WHAT THE TASK REQUIRES - Starting at the top line, return each entry word for word.

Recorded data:
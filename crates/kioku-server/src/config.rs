//! Server configuration, loaded from RON.
//!
//! ```ron
//! (
//!     bind: "0.0.0.0:7878",
//!     database: Some("/var/lib/kioku/kioku.db"),
//!     default_owner: Some("local"),
//!     busy_retries: 5,
//! )
//! ```
//!
//! Every field is optional. Command-line flags override the file.

use std::path::{Path, PathBuf};
use std::time::Duration;

use serde::{Deserialize, Serialize};
use thiserror::Error;

use kioku_store::StoreConfig;
use kioku_store::config::{DEFAULT_BUSY_RETRIES, DEFAULT_RETRY_BACKOFF};
use kioku_store::lock::DEFAULT_LOCK_TIMEOUT;

use crate::constants::{
    CONFIG_DIR_NAME, CONFIG_FILE_NAME, DEFAULT_BIND_ADDRESS, DEFAULT_HISTORY_LIMIT,
    MAX_HISTORY_LIMIT,
};

#[derive(Debug, Error)]
pub enum ConfigError {
    #[error("failed to read {path}: {source}")]
    Read {
        path: PathBuf,
        #[source]
        source: std::io::Error,
    },
    #[error("failed to parse {path}: {source}")]
    Parse {
        path: PathBuf,
        #[source]
        source: ron::error::SpannedError,
    },
    #[error("invalid configuration: {0}")]
    Invalid(String),
}

#[derive(Debug, Clone, PartialEq, Eq, Serialize, Deserialize)]
#[serde(default)]
pub struct ServerConfig {
    /// Socket address to listen on.
    pub bind: String,
    /// SQLite database path; in-memory when `None`.
    pub database: Option<PathBuf>,
    /// Owner used when a request has no owner header.
    pub default_owner: Option<String>,
    pub lock_timeout_ms: u64,
    pub busy_retries: u32,
    pub retry_backoff_ms: u64,
    pub history_limit: usize,
    pub history_limit_max: usize,
    /// Age cutoff for `POST /admin/expire` when the request names none.
    pub expire_after_secs: Option<u64>,
}

impl Default for ServerConfig {
    fn default() -> Self {
        Self {
            bind: DEFAULT_BIND_ADDRESS.to_string(),
            database: None,
            default_owner: None,
            lock_timeout_ms: DEFAULT_LOCK_TIMEOUT.as_millis() as u64,
            busy_retries: DEFAULT_BUSY_RETRIES,
            retry_backoff_ms: DEFAULT_RETRY_BACKOFF.as_millis() as u64,
            history_limit: DEFAULT_HISTORY_LIMIT,
            history_limit_max: MAX_HISTORY_LIMIT,
            expire_after_secs: None,
        }
    }
}

impl ServerConfig {
    /// `<config dir>/kioku/server.ron`, if the platform has a config dir.
    pub fn default_path() -> Option<PathBuf> {
        dirs::config_dir().map(|d| d.join(CONFIG_DIR_NAME).join(CONFIG_FILE_NAME))
    }

    /// Load from `path`, or from [`default_path`](Self::default_path).
    ///
    /// An explicit path must exist. A missing default file means defaults.
    pub fn load(path: Option<&Path>) -> Result<Self, ConfigError> {
        let (path, required) = match path {
            Some(p) => (p.to_path_buf(), true),
            None => match Self::default_path() {
                Some(p) => (p, false),
                None => return Ok(Self::default()),
            },
        };

        if !required && !path.exists() {
            tracing::debug!(path = %path.display(), "no config file, using defaults");
            return Ok(Self::default());
        }

        let text = std::fs::read_to_string(&path).map_err(|source| ConfigError::Read {
            path: path.clone(),
            source,
        })?;
        let config = Self::from_ron(&text).map_err(|source| ConfigError::Parse {
            path: path.clone(),
            source,
        })?;
        config.validate()?;
        tracing::info!(path = %path.display(), "loaded config");
        Ok(config)
    }

    pub fn from_ron(text: &str) -> Result<Self, ron::error::SpannedError> {
        ron::from_str(text)
    }

    pub fn validate(&self) -> Result<(), ConfigError> {
        if self.bind.trim().is_empty() {
            return Err(ConfigError::Invalid("bind must not be empty".into()));
        }
        if self.history_limit == 0 || self.history_limit > self.history_limit_max {
            return Err(ConfigError::Invalid(format!(
                "history_limit must be in 1..={}, got {}",
                self.history_limit_max, self.history_limit
            )));
        }
        if self.default_owner.as_deref().is_some_and(|o| o.trim().is_empty()) {
            return Err(ConfigError::Invalid("default_owner must not be empty".into()));
        }
        Ok(())
    }

    pub fn store_config(&self) -> StoreConfig {
        StoreConfig {
            lock_timeout: Duration::from_millis(self.lock_timeout_ms),
            busy_retries: self.busy_retries,
            retry_backoff: Duration::from_millis(self.retry_backoff_ms),
        }
    }

    /// Clamp a requested history length to the configured bounds.
    pub fn history_limit(&self, requested: Option<usize>) -> usize {
        requested
            .unwrap_or(self.history_limit)
            .clamp(1, self.history_limit_max)
    }
}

SOLUTION TO THE PROBLEM -
filename crates/kioku-server/src/config.rs
//! Server configuration, loaded from RON.
//!
//! ```ron
//! (
//!     bind: "0.0.0.0:7878",
//!     database: Some("/var/lib/kioku/kioku.db"),
//!     default_owner: Some("local"),
//!     busy_retries: 5,
//! )
//! ```
//!
//! Every field is optional. Command-line flags override the file.

use std::path::{Path, PathBuf};
use std::time::Duration;

use serde::{Deserialize, Serialize};
use thiserror::Error;

use kioku_store::StoreConfig;
use kioku_store::config::{DEFAULT_BUSY_RETRIES, DEFAULT_RETRY_BACKOFF};
use kioku_store::lock::DEFAULT_LOCK_TIMEOUT;

use crate::constants::{
    CONFIG_DIR_NAME, CONFIG_FILE_NAME, DEFAULT_BIND_ADDRESS, DEFAULT_HISTORY_LIMIT,
    MAX_HISTORY_LIMIT,
};

#[derive(Debug, Error)]
pub enum ConfigError {
    #[error("failed to read {path}: {source}")]
    Read {
        path: PathBuf,
        #[source]
        source: std::io::Error,
    },
    #[error("failed to parse {path}: {source}")]
    Parse {
        path: PathBuf,
        #[source]
        source: ron::error::SpannedError,
    },
    #[error("invalid configuration: {0}")]
    Invalid(String),
}

#[derive(Debug, Clone, PartialEq, Eq, Serialize, Deserialize)]
#[serde(default)]
pub struct ServerConfig {
    /// Socket address to listen on.
    pub bind: String,
    /// SQLite database path; in-memory when `None`.
    pub database: Option<PathBuf>,
    /// Owner used when a request has no owner header.
    pub default_owner: Option<String>,
    pub lock_timeout_ms: u64,
    pub busy_retries: u32,
    pub retry_backoff_ms: u64,
    pub history_limit: usize,
    pub history_limit_max: usize,
    /// Age cutoff for `POST /admin/expire` when the request names none.
    pub expire_after_secs: Option<u64>,
}

impl Default for ServerConfig {
    fn default() -> Self {
        Self {
            bind: DEFAULT_BIND_ADDRESS.to_string(),
            database: None,
            default_owner: None,
            lock_timeout_ms: DEFAULT_LOCK_TIMEOUT.as_millis() as u64,
            busy_retries: DEFAULT_BUSY_RETRIES,
            retry_backoff_ms: DEFAULT_RETRY_BACKOFF.as_millis() as u64,
            history_limit: DEFAULT_HISTORY_LIMIT,
            history_limit_max: MAX_HISTORY_LIMIT,
            expire_after_secs: None,
        }
    }
}

impl ServerConfig {
    /// `<config dir>/kioku/server.ron`, if the platform has a config dir.
    pub fn default_path() -> Option<PathBuf> {
        dirs::config_dir().map(|d| d.join(CONFIG_DIR_NAME).join(CONFIG_FILE_NAME))
    }

    /// Load from `path`, or from [`default_path`](Self::default_path).
    ///
    /// An explicit path must exist. A missing default file means defaults.
    pub fn load(path: Option<&Path>) -> Result<Self, ConfigError> {
        let (path, required) = match path {
            Some(p) => (p.to_path_buf(), true),
            None => match Self::default_path() {
                Some(p) => (p, false),
                None => return Ok(Self::default()),
            },
        };

        if !required && !path.exists() {
            tracing::debug!(path = %path.display(), "no config file, using defaults");
            return Ok(Self::default());
        }

        let text = std::fs::read_to_string(&path).map_err(|source| ConfigError::Read {
            path: path.clone(),
            source,
        })?;
        let config = Self::from_ron(&text).map_err(|source| ConfigError::Parse {
            path: path.clone(),
            source,
        })?;
        config.validate()?;
        tracing::info!(path = %path.display(), "loaded config");
        Ok(config)
    }

    pub fn from_ron(text: &str) -> Result<Self, ron::error::SpannedError> {
        ron::from_str(text)
    }

    pub fn validate(&self) -> Result<(), ConfigError> {
        if self.bind.trim().is_empty() {
            return Err(ConfigError::Invalid("bind must not be empty".into()));
        }
        if self.history_limit == 0 || self.history_limit > self.history_limit_max {
            return Err(ConfigError::Invalid(format!(
                "history_limit must be in 1..={}, got {}",
                self.history_limit_max, self.history_limit
            )));
        }
        if self.default_owner.as_deref().is_some_and(|o| o.trim().is_empty()) {
            return Err(ConfigError::Invalid("default_owner must not be empty".into()));
        }
        Ok(())
    }

    pub fn store_config(&self) -> StoreConfig {
        StoreConfig {
            lock_timeout: Duration::from_millis(self.lock_timeout_ms),
            busy_retries: self.busy_retries,
            retry_backoff: Duration::from_millis(self.retry_backoff_ms),
        }
    }

    /// Clamp a requested history length to the configured bounds.
    pub fn history_limit(&self, requested: Option<usize>) -> usize {
        requested
            .unwrap_or(self.history_limit)
            .clamp(1, self.history_limit_max)
    }
}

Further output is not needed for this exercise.